Summary of methods & results

In the recent paper by Zadeh et al . [1] , the authors increased the cohort of previous studied patients with lipodystrophy (LD), treated with leptin replacement, published in 2005 [2] , further extending the duration of therapy for more than 2 years. This is the largest cohort of patients with congenital or acquired LD, which evaluates the spectrum of liver disease and the effect on liver histology of leptin replacement.

This study comprises a heterogenic population, with patients with acquired and congenital, generalized and partial LD, and with a wide age range, from 7-year-old children to 68-year-old elderly people. That heterogeneity translates a difficulty in recruiting patients with such rare conditions, with less than 1000 cases diagnosed worldwide [3] but brings confounders to the interpretation of the results. Added to this, is the open-label, uncontrolled design of the study.

At baseline, 90% of the patients had steatosis, mimicking what occurs in morbid obesity [4] . However, more than 80% presented nonalcoholic steatohepatitis (NASH), making LD the condition in which the presence of hepatic steatosis precludes the highest risk for NASH, as compared with other high-risk populations, such as obese and Type 2 diabetics. Also, four patients presented with autoimmune hepatitis, at baseline or during follow-up, all of them with acquired generalized LD (Lawrence-Seip Syndrome), which is known to have an autoimmune basis, in a quarter of the patients [5] . Furthermore, four out of 50 patients, 8%, presented with advanced cirrhosis, highlighting the potential for fibrosis progression and life-threatening terminal liver disease. Of note, severity of liver disease varied among different conditions, with the congenital generalized LD type 2, with mutation in BSCL2 gene, having the most extreme fibrosis at an earlier age. In fact, this is the most severe form of congenital generalized LD [6] , representing the only whole-body form of congenital LD, resulting from loss of seipin, involved in adipocyte differentiation and formation of lipid droplets [5] . Apart from these patients, advanced fibrosis only occurred in patients with other concomitant liver disease, autoimmune or viral hepatitis.

As expected, leptin replacement had a beneficial metabolic response, decreasing fasting triglycerides, glucose and hemoglobin A1c. Aminotransferases also decreased significantly.

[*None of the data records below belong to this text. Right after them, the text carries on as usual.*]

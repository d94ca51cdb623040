//! Position integration for one sub-step.
//!
//! Each bullet is independent, so the slice is split into chunks and advanced on
//! the compute task pool. `scope` blocks until every spawned chunk finishes,
//! which is the barrier the collision pass relies on.

use bevy::tasks::{ComputeTaskPool, TaskPool};

use crate::plugins::projectiles::projectile::Projectile;

/// Below this many bullets a plain loop beats task dispatch.
pub const PARALLEL_THRESHOLD: usize = 1024;

const BULLETS_PER_TASK: usize = 512;

pub fn integrate<H: Send>(bullets: &mut [Projectile<H>], dt: f32) {
    if bullets.len() < PARALLEL_THRESHOLD {
        bullets.iter_mut().for_each(|b| b.advance(dt));
        return;
    }

    let pool = ComputeTaskPool::get_or_init(TaskPool::default);
    pool.scope(|scope| {
        for chunk in bullets.chunks_mut(BULLETS_PER_TASK) {
            scope.spawn(async move {
                chunk.iter_mut().for_each(|b| b.advance(dt));
            });
        }
    });
}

Only 27 out of the 50 patients included had a second liver biopsy, of which 22 after at least 1 year of treatment. The majority showed improved liver histology, with a decrease in the NASH activity, steatosis and hepatocyte ballooning. At the second biopsy, only 33% of patients continued fulfilling the criteria for NASH; no changes in inflammation (which was mild at baseline) or in fibrosis.

Discussion

In obesity, adipose tissue cannot deal with excess energy spilling-out fat that accumulate ectopically, leading to nonalcoholic fatty liver disease (NAFLD), in some cases with inflammation associated, NASH. However, in the absence of adipose tissue, the same happens without energy surplus, because we lose the fat reservoir. Adipose tissue is also a major source...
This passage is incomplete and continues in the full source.